(Provided data)
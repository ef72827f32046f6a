//! LedgerLab Runner: scenario pipeline orchestration.
//!
//! This crate builds on `ledgerlab-core` to provide:
//! - Pipeline configuration (TOML) and the per-scenario output layout
//! - Aggregation of summary objects into a deduplicated scenario CSV
//! - Partition fetch and per-trader routing of raw trades
//! - Formatted and profit-mode ledger construction
//! - Run manifests, scenario archive export, and drawdown analysis

pub mod aggregation;
pub mod config;
pub mod drawdown;
pub mod export;
pub mod fetch;
pub mod ledgers;
pub mod manifest;
pub mod runner;

pub use aggregation::{aggregate_scenario, AggregationOutcome};
pub use config::{ConfigError, LedgerLayout, PipelineConfig};
pub use drawdown::{analyze_trader, write_timeline, DrawdownPoint, DrawdownReport};
pub use export::{export_symbol, ExportSummary};
pub use fetch::{fetch_trades, FetchSummary};
pub use ledgers::{build_formatted_ledgers, build_profit_ledgers, LedgerSummary};
pub use manifest::{read_manifest, write_manifest, RunManifest, SCHEMA_VERSION};
pub use runner::{run_scenario, RunContext, RunError, RunReport};

#[cfg(test)]
mod send_sync_checks {
    use super::*;

    fn assert_send<T: Send>() {}
    fn assert_sync<T: Sync>() {}

    #[test]
    fn reports_are_send_sync() {
        assert_send::<RunReport>();
        assert_sync::<RunReport>();
        assert_send::<DrawdownReport>();
        assert_sync::<DrawdownReport>();
        assert_send::<RunManifest>();
        assert_sync::<RunManifest>();
    }

    #[test]
    fn config_is_send_sync() {
        assert_send::<PipelineConfig>();
        assert_sync::<PipelineConfig>();
    }

    #[test]
    fn context_is_send_sync() {
        assert_send::<RunContext>();
        assert_sync::<RunContext>();
    }
}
(End Provided data)
Problem
Search the material for the word "RunManifest" and copy every matching line.

Solution for this problem
pub use manifest::{read_manifest, write_manifest, RunManifest, SCHEMA_VERSION};
        assert_send::<RunManifest>();
        assert_sync::<RunManifest>();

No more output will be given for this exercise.